_Instructions for the task:_ Whenever a line below mentions the word "true", that line should be copied.

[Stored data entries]
BEGIN
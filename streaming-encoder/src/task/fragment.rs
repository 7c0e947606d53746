//! Ordered fragment assembly and writer serialization for one rendition of
//! one encoding task (§4.6 "Ordered fragment assembly" / "Playlist writer
//! serialization").
//!
//! Two independent event streams arrive for the same fragment index: the
//! playlist parse (from the rewritten `.m3u8`, which can arrive out of
//! order across renditions but is monotonically increasing within one) and
//! the storage-write acknowledgement (`.ts` PUT completing). A fragment only
//! joins the live/VOD playlists once both have been observed, mirroring the
//! "committed prefix + two sparse sets" shape used for out-of-order
//! reordering elsewhere in this system (see the GOP cache's chunk
//! accounting for the nearest sibling pattern).

use std::collections::{BTreeMap, BTreeSet, VecDeque};
use std::sync::Arc;

use parking_lot::Mutex;
use streaming_hls::{Fragment, Playlist};
use streaming_storage::Storage;

/// What a sub-stream's promotion pass just produced, so the caller (which
/// holds the surrounding task's async context) can perform storage I/O and
/// fire STREAM-AVAILABLE without the fragment bookkeeping itself touching
/// the network.
#[derive(Default)]
pub struct PromotionOutcome {
    pub live_changed: bool,
    pub vod_rollover: Option<Playlist>,
    pub vod_changed: bool,
    pub to_delete: Vec<String>,
    pub should_kill: bool,
}

/// Per-rendition fragment bookkeeping. Owned by the task's state mutex, so
/// all mutation here is synchronous and single-threaded per task.
pub struct SubStream {
    pub label: String,
    pub record: bool,
    target_duration: u32,
    live_playlist_size: usize,
    vod_max_size: usize,
    fragment_count_limit: u64,

    parsed: BTreeMap<u64, Fragment>,
    ready: BTreeSet<u64>,
    /// Next fragment index expected to promote; equals the count of
    /// fragments promoted so far.
    fragment_count: u64,

    pub live: VecDeque<Fragment>,
    pub vod: Option<Playlist>,
    vod_count: usize,
    pub vod_index: u64,
    deleted_through: Option<u64>,

    pub live_available_fired: bool,
    pub vod_available_fired: bool,
}

impl SubStream {
    pub fn new(label: String, record: bool, target_duration: u32, live_playlist_size: usize, vod_max_size: usize, fragment_count_limit: u64) -> Self {
        SubStream {
            label,
            record,
            target_duration,
            live_playlist_size,
            vod_max_size,
            fragment_count_limit,
            parsed: BTreeMap::new(),
            ready: BTreeSet::new(),
            fragment_count: 0,
            live: VecDeque::new(),
            vod: None,
            vod_count: 0,
            vod_index: 0,
            deleted_through: None,
            live_available_fired: false,
            vod_available_fired: false,
        }
    }

    /// Records a parsed fragment from a playlist rewrite. Fragments already
    /// promoted (index below `fragment_count`) are ignored — the subprocess
    /// can rewrite a playlist that still names already-retired segments.
    pub fn on_parsed(&mut self, fragment: Fragment) {
        if fragment.index >= self.fragment_count {
            self.parsed.insert(fragment.index, fragment);
        }
    }

    /// Records that `index`'s bytes have been durably written.
    pub fn on_ready(&mut self, index: u64) {
        if index >= self.fragment_count {
            self.ready.insert(index);
        }
    }

    /// Promotes as many contiguous parsed-and-ready fragments as are
    /// available, maintaining the live window and (if recording) the VOD
    /// playlist, and returns what storage/network side-effects the caller
    /// must now perform.
    pub fn promote(&mut self) -> PromotionOutcome {
        let mut outcome = PromotionOutcome::default();

        loop {
            let i = self.fragment_count;
            if !self.ready.contains(&i) {
                break;
            }
            let Some(fragment) = self.parsed.get(&i).cloned() else { break };
            self.ready.remove(&i);
            self.parsed.remove(&i);
            self.fragment_count += 1;

            self.live.push_back(fragment.clone());
            if self.live.len() > self.live_playlist_size {
                self.live.pop_front();
            }
            outcome.live_changed = true;

            if self.record {
                let vod = self.vod.get_or_insert_with(|| Playlist::new_vod(self.target_duration));
                vod.fragments.push(fragment.clone());
                self.vod_count += 1;
                outcome.vod_changed = true;

                if self.vod_count >= self.vod_max_size {
                    if let Some(finished) = self.vod.take() {
                        outcome.vod_rollover = Some(finished);
                    }
                    self.vod_count = 0;
                    self.vod_index += 1;
                    self.vod_available_fired = false;
                }
            } else if self.fragment_count >= 2 * self.live_playlist_size as u64 {
                let retire_through = self.fragment_count - 2 * self.live_playlist_size as u64;
                let start = self.deleted_through.map(|d| d + 1).unwrap_or(0);
                for idx in start..=retire_through {
                    outcome.to_delete.push(format!("{idx}.ts"));
                }
                if retire_through >= start {
                    self.deleted_through = Some(retire_through);
                }
            }

            if self.fragment_count >= self.fragment_count_limit {
                outcome.should_kill = true;
                break;
            }
        }

        outcome
    }

    pub fn live_media_sequence(&self) -> u64 {
        self.live.front().map(|f| f.index).unwrap_or(0)
    }

    pub fn to_live_playlist(&self) -> Playlist {
        let mut p = Playlist::new_live(self.target_duration);
        p.media_sequence = self.live_media_sequence();
        p.fragments = self.live.iter().cloned().collect();
        p
    }

    /// Marks the live/VOD playlists ended, for the finalize-on-exit path.
    pub fn finalize(&mut self) -> (Playlist, Option<Playlist>) {
        let mut live = self.to_live_playlist();
        live.is_ended = true;
        let vod = self.vod.take();
        (live, vod)
    }
}

/// At most one write in flight per destination path; arrivals during a
/// write coalesce into a single pending snapshot (ties to
/// `streaming_coordinator::active_streams`'s writer pattern).
pub struct CoalescingWriter {
    storage: Arc<dyn Storage>,
    path: String,
    state: Arc<Mutex<WriterState>>,
}

struct WriterState {
    writing: bool,
    pending: Option<bytes::Bytes>,
}

impl CoalescingWriter {
    pub fn new(storage: Arc<dyn Storage>, path: String) -> Self {
        CoalescingWriter { storage, path, state: Arc::new(Mutex::new(WriterState { writing: false, pending: None })) }
    }

    pub fn path(&self) -> &str {
        &self.path
    }

    /// Schedules `data` to be written, coalescing with any write already in
    /// flight. Callers track "first successful write" themselves via the
    /// owning `SubStream`'s `*_available_fired` flags.
    pub fn write(&self, data: bytes::Bytes) {
        let mut state = self.state.lock();
        if state.writing {
            state.pending = Some(data);
            return;
        }
        state.writing = true;
        drop(state);

        let storage = self.storage.clone();
        let path = self.path.clone();
        let writer_state = self.state.clone();
        tokio::spawn(async move {
            let mut to_write = data;
            loop {
                if let Err(e) = storage.write(&path, to_write.clone()).await {
                    tracing::warn!(path, error = %e, "failed to write HLS artifact");
                }

                let mut guard = writer_state.lock();
                match guard.pending.take() {
                    Some(next) => to_write = next,
                    None => {
                        guard.writing = false;
                        break;
                    }
                }
            }
        });
    }
}

#[cfg(test)]
mod tests {
    use super::*;

    fn frag(i: u64) -> Fragment {
        Fragment { index: i, duration: 6.0, name: format!("{i}.ts") }
    }

    #[test]
    fn promotes_only_when_both_parsed_and_ready() {
        let mut s = SubStream::new("ORIGINAL".to_string(), false, 6, 3, 60, 1_000_000);
        s.on_parsed(frag(0));
        let outcome = s.promote();
        assert!(!outcome.live_changed);

        s.on_ready(0);
        let outcome = s.promote();
        assert!(outcome.live_changed);
        assert_eq!(s.live.len(), 1);
    }

    #[test]
    fn out_of_order_ready_still_promotes_in_order() {
        let mut s = SubStream::new("ORIGINAL".to_string(), false, 6, 3, 60, 1_000_000);
        s.on_parsed(frag(0));
        s.on_parsed(frag(1));
        s.on_parsed(frag(2));
        s.on_ready(1);
        s.on_ready(2);
        let outcome = s.promote();
        assert!(!outcome.live_changed); // 0 still missing

        s.on_ready(0);
        let outcome = s.promote();
        assert!(outcome.live_changed);
        assert_eq!(s.live.iter().map(|f| f.index).collect::<Vec<_>>(), vec![0, 1, 2]);
    }

    #[test]
    fn live_window_evicts_oldest_and_advances_media_sequence() {
        let mut s = SubStream::new("ORIGINAL".to_string(), false, 6, 2, 60, 1_000_000);
        for i in 0..4 {
            s.on_parsed(frag(i));
            s.on_ready(i);
            s.promote();
        }
        assert_eq!(s.live.len(), 2);
        assert_eq!(s.live_media_sequence(), 2);
    }

    #[test]
    fn vod_rolls_over_at_cap() {
        let mut s = SubStream::new("ORIGINAL".to_string(), true, 6, 10, 2, 1_000_000);
        for i in 0..2 {
            s.on_parsed(frag(i));
            s.on_ready(i);
            let outcome = s.promote();
            if i == 1 {
                assert!(outcome.vod_rollover.is_some());
            }
        }
        assert_eq!(s.vod_index, 1);
        assert!(s.vod.is_none());
    }

    #[test]
    fn no_record_retires_segments_two_windows_back() {
        let mut s = SubStream::new("ORIGINAL".to_string(), false, 6, 2, 60, 1_000_000);
        let mut deletes = Vec::new();
        for i in 0..5 {
            s.on_parsed(frag(i));
            s.on_ready(i);
            let outcome = s.promote();
            deletes.extend(outcome.to_delete);
        }
        // live size 2: once fragment_count >= 4, index 0 is 2 windows back.
        assert!(deletes.contains(&"0.ts".to_string()));
    }

    #[test]
    fn kill_flag_set_at_fragment_count_limit() {
        let mut s = SubStream::new("ORIGINAL".to_string(), false, 6, 10, 60, 2);
        s.on_parsed(frag(0));
        s.on_ready(0);
        assert!(!s.promote().should_kill);
        s.on_parsed(frag(1));
        s.on_ready(1);
        assert!(s.promote().should_kill);
    }
}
END
_The answer:_
            outcome.live_changed = true;
                outcome.vod_changed = true;
                outcome.should_kill = true;
        live.is_ended = true;
        state.writing = true;
        let mut s = SubStream::new("ORIGINAL".to_string(), true, 6, 10, 2, 1_000_000);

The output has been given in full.